Memory counter tables like MySQL's memory_summary_* expose current state, not history. A single SELECT shows one instant. For a query whose memory footprint varies over execution — which is the common case — a single sample is insufficient. Reconstruction of the footprint over time requires repeated sampling.

Structural shape

while running:
    rows = query_memory_counters(thread_id)
    record(rows, timestamp=now)
    sleep(interval_ms)

Three knobs:

  1. Interval — the Dicken post uses 250 ms in the minimal script and a configurable --frequency (default 500 ms) in the visualisation script. Shorter = finer temporal resolution at the cost of more overhead per sample.
  2. Top-N filterORDER BY current_number_of_bytes_used DESC LIMIT N to reduce per-sample output. The minimal script uses LIMIT 4; the visualisation script drops the LIMIT and post-filters.
  3. Sliding window — how many samples to retain in memory before discarding old ones. The visualisation script retains 50 samples (at 500 ms = 25 s of history).

Rendering options

  • Text — print each sample to stdout (minimal script): ## Memory usage at time 4250 ## \n innodb/row0sel -> 25.22Kb \n ...
  • Live plot — stream each sample into an interactive matplotlib stackplot (visualisation script).

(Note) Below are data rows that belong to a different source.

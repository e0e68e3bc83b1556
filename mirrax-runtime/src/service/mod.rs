pub use reporter::Reporter;
pub use server::{Server, ServerConfig};
pub use simulator::{SimulationConfig, Simulator};

mod reporter;
mod server;
mod simulator;
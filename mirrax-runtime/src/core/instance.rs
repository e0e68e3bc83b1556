use serde_derive::{Deserialize, Serialize};

/// Facility instance identity.
#[derive(Clone, Debug, Serialize, Deserialize, PartialEq, Eq)]
pub struct Instance {
    /// Instance unique identifier.
    id: uuid::Uuid,
    /// Facility display name.
    name: String,
}

impl Instance {
    /// Construct new instance.
    pub fn new(id: uuid::Uuid, name: impl ToString) -> Self {
        Self {
            id,
            name: name.to_string(),
        }
    }

    /// Retrieve the instance unique identifier.
    #[inline]
    pub fn id(&self) -> &uuid::Uuid {
        &self.id
    }

    /// Retrieve the facility display name.
    #[inline]
    pub fn name(&self) -> &str {
        &self.name
    }
}

impl std::fmt::Display for Instance {
    fn fmt(&self, f: &mut std::fmt::Formatter<'_>) -> std::fmt::Result {
        write!(f, "Instance ID: {}; Name: {}", self.id, self.name)
    }
}

#[cfg(test)]
mod tests {
    use super::*;

    #[test]
    fn test_instance() {
        let id = uuid::Uuid::parse_str("d55bcd75-8d30-49af-ac18-ee7cbce7822f").unwrap();
        let instance = Instance::new(id, "Rotterdam DC-1");

        assert_eq!(instance.id(), &id);
        assert_eq!(instance.name(), "Rotterdam DC-1");
        assert!(!instance.id().is_nil());
    }

    #[test]
    fn test_instance_from_toml() {
        let instance: Instance = toml::from_str(
            r#"
            id = "d55bcd75-8d30-49af-ac18-ee7cbce7822f"
            name = "Rotterdam DC-1"
            "#,
        )
        .unwrap();

        assert_eq!(instance.name(), "Rotterdam DC-1");
    }
}
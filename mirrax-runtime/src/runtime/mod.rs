mod error;
mod service;

pub use self::error::Error;
pub use self::service::{Service, ServiceContext};

pub use crate::twin::SharedTwinState;

pub type Result<T = ()> = std::result::Result<T, error::Error>;

/// Frame publication endpoint.
pub type FrameSender = tokio::sync::broadcast::Sender<crate::twin::Frame>;
/// Frame subscription endpoint.
pub type FrameReceiver = tokio::sync::broadcast::Receiver<crate::twin::Frame>;

/// Configuration for services that take none.
#[derive(Clone, Copy, Debug, Default)]
pub struct NullConfig {}

/// Construct a runtime builder from the validated hardware registry and
/// the facility layout.
pub fn builder(
    registry: crate::registry::HardwareRegistry,
    facility: crate::facility::Facility,
) -> Builder {
    Builder::new(registry, facility)
}

/// Runtime builder.
pub struct Builder {
    twin: crate::twin::TwinState,
    enable_shutdown: bool,
}

impl Builder {
    /// Construct a builder with a fresh twin state.
    pub fn new(
        registry: crate::registry::HardwareRegistry,
        facility: crate::facility::Facility,
    ) -> Self {
        Self {
            twin: crate::twin::TwinState::new(registry, facility),
            enable_shutdown: false,
        }
    }

    /// Feed the interrupt signal into the runtime shutdown channel.
    pub fn with_shutdown(mut self) -> Self {
        self.enable_shutdown = true;
        self
    }

    /// Build the runtime.
    pub fn build(self) -> Runtime {
        let shutdown = tokio::sync::broadcast::channel(1);
        let (frame_tx, _) = tokio::sync::broadcast::channel(crate::consts::QUEUE_SIZE_FRAME);

        if self.enable_shutdown {
            let sender = shutdown.0.clone();

            tokio::spawn(async move {
                if tokio::signal::ctrl_c().await.is_ok() {
                    log::info!("Termination requested");

                    sender.send(()).ok();
                }
            });
        }

        Runtime {
            twin: std::sync::Arc::new(tokio::sync::RwLock::new(self.twin)),
            frame_tx,
            shutdown,
        }
    }
}

/// Handle to a scheduled service.
///
/// Dropping the handle stops the service at its next loop turn. Use
/// [`ServiceHandle::cancel`] to stop it and wait for the service task to
/// finish: once `cancel` returns the service has run its teardown and
/// will not tick again.
pub struct ServiceHandle {
    stop: tokio::sync::broadcast::Sender<()>,
    task: tokio::task::JoinHandle<()>,
}

impl ServiceHandle {
    /// Cancel the service and wait for it to terminate.
    pub async fn cancel(self) {
        self.stop.send(()).ok();
        self.task.await.ok();
    }
}

pub struct Runtime {
    twin: SharedTwinState,
    frame_tx: FrameSender,
    /// Runtime event bus.
    pub shutdown: (
        tokio::sync::broadcast::Sender<()>,
        tokio::sync::broadcast::Receiver<()>,
    ),
}

impl Runtime {
    /// Shared twin state handle.
    pub fn twin(&self) -> SharedTwinState {
        self.twin.clone()
    }

    /// Subscribe to the frame stream.
    pub fn subscribe(&self) -> FrameReceiver {
        self.frame_tx.subscribe()
    }

    /// Listen for shutdown signal.
    pub fn shutdown_signal(&self) -> tokio::sync::broadcast::Receiver<()> {
        self.shutdown.0.subscribe()
    }

    /// Schedule a periodic service on the given interval.
    ///
    /// The service ticks until the runtime shuts down or the returned
    /// handle cancels it. Ticks run to completion before the next period
    /// starts, they never overlap.
    pub fn schedule_service<S, C>(&self, config: C, period: std::time::Duration) -> ServiceHandle
    where
        S: Service<C> + Send + 'static,
        C: Send + 'static,
    {
        let twin = self.twin.clone();
        let frame_tx = self.frame_tx.clone();
        let mut shutdown_rx = self.shutdown_signal();

        let (stop_tx, mut stop_rx) = tokio::sync::broadcast::channel(1);

        let task = tokio::spawn(async move {
            let mut service = S::new(config);
            let ctx = service.ctx();

            log::debug!(
                "Scheduled service '{}' with {}ms interval",
                ctx,
                period.as_millis()
            );

            service.setup().await;

            loop {
                tokio::select! {
                    _ = tokio::time::sleep(period) => {
                        service.tick(twin.clone(), frame_tx.clone()).await;
                    }
                    _ = shutdown_rx.recv() => break,
                    _ = stop_rx.recv() => break,
                }
            }

            service.teardown().await;

            log::debug!("Service '{}' terminated", ctx);
        });

        ServiceHandle {
            stop: stop_tx,
            task,
        }
    }

    /// Schedule an I/O bound service.
    ///
    /// The service waits for I/O in a loop until the runtime shuts down.
    pub fn schedule_io_service<S, C>(&self, config: C)
    where
        S: Service<C> + Send + 'static,
        C: Send + 'static,
    {
        let twin = self.twin.clone();
        let frame_tx = self.frame_tx.clone();
        let mut shutdown_rx = self.shutdown_signal();

        tokio::spawn(async move {
            let mut service = S::new(config);
            let ctx = service.ctx();

            log::debug!("Scheduled I/O service '{}'", ctx);

            service.setup().await;

            loop {
                tokio::select! {
                    _ = service.wait_io(twin.clone(), frame_tx.clone()) => {}
                    _ = shutdown_rx.recv() => break,
                }
            }

            service.teardown().await;

            log::debug!("Service '{}' terminated", ctx);
        });
    }

    /// Wait for the runtime to shutdown.
    ///
    /// This method will block until the runtime is shutdown.
    pub async fn wait_for_shutdown(&self) {
        let mut shutdown_rx = self.shutdown_signal();

        shutdown_rx.recv().await.ok();
    }
}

See patterns/live-visualization-of-sampled-metrics.
  • CSV / JSON dump for post-hoc analysis — mentioned by the post as an alternative not walked through.

Failure modes

  • Aliasing — memory spikes shorter than the sampling interval are missed entirely. For a 100 ms spike on a 500 ms sampler, there's an 80 % chance of missing it.
  • Query completes between samples — short queries never appear in the record. Dicken flags this: the pattern is useful only for "longer-running queries, ones that take multiple seconds or minutes."
  • Observer overhead — the sampling query itself executes on its own thread, allocates its own buffers, and shows up in memory_summary_*_by_event_name rows for that thread. It does not pollute the target thread's counters because of the per-thread grain (see concepts/memory-profiling-granularity).
  • Counter saturationcurrent_number_of_bytes_used is a signed 64-bit counter; wraparound is a theoretical concern not a practical one.

Generalisation

The same shape applies to any sampled-counter observability source with no built-in history:

  • /proc/<pid>/status for Linux process memory
  • /proc/<pid>/stat for CPU time
  • SHOW ENGINE INNODB STATUS snapshots
  • pg_stat_activity for Postgres session state
  • CloudWatch custom metrics pulled via GetMetricData

The pattern is structurally what a Prometheus scrape does at ~15 s interval across a fleet; this is the same thing at 250 ms interval against a single session.

Seen in

  • PlanetScale's Profiling memory usage in MySQL (2024-04-11). Canonical instance: two Python scripts sample performance_schema.memory_summary_by_thread_by_event_name at 250 ms (minimal) or configurable (visualisation), with a 50-sample sliding window in the visualisation case. (Source: sources/2026-04-21-planetscale-profiling-memory-usage-in-mysql.)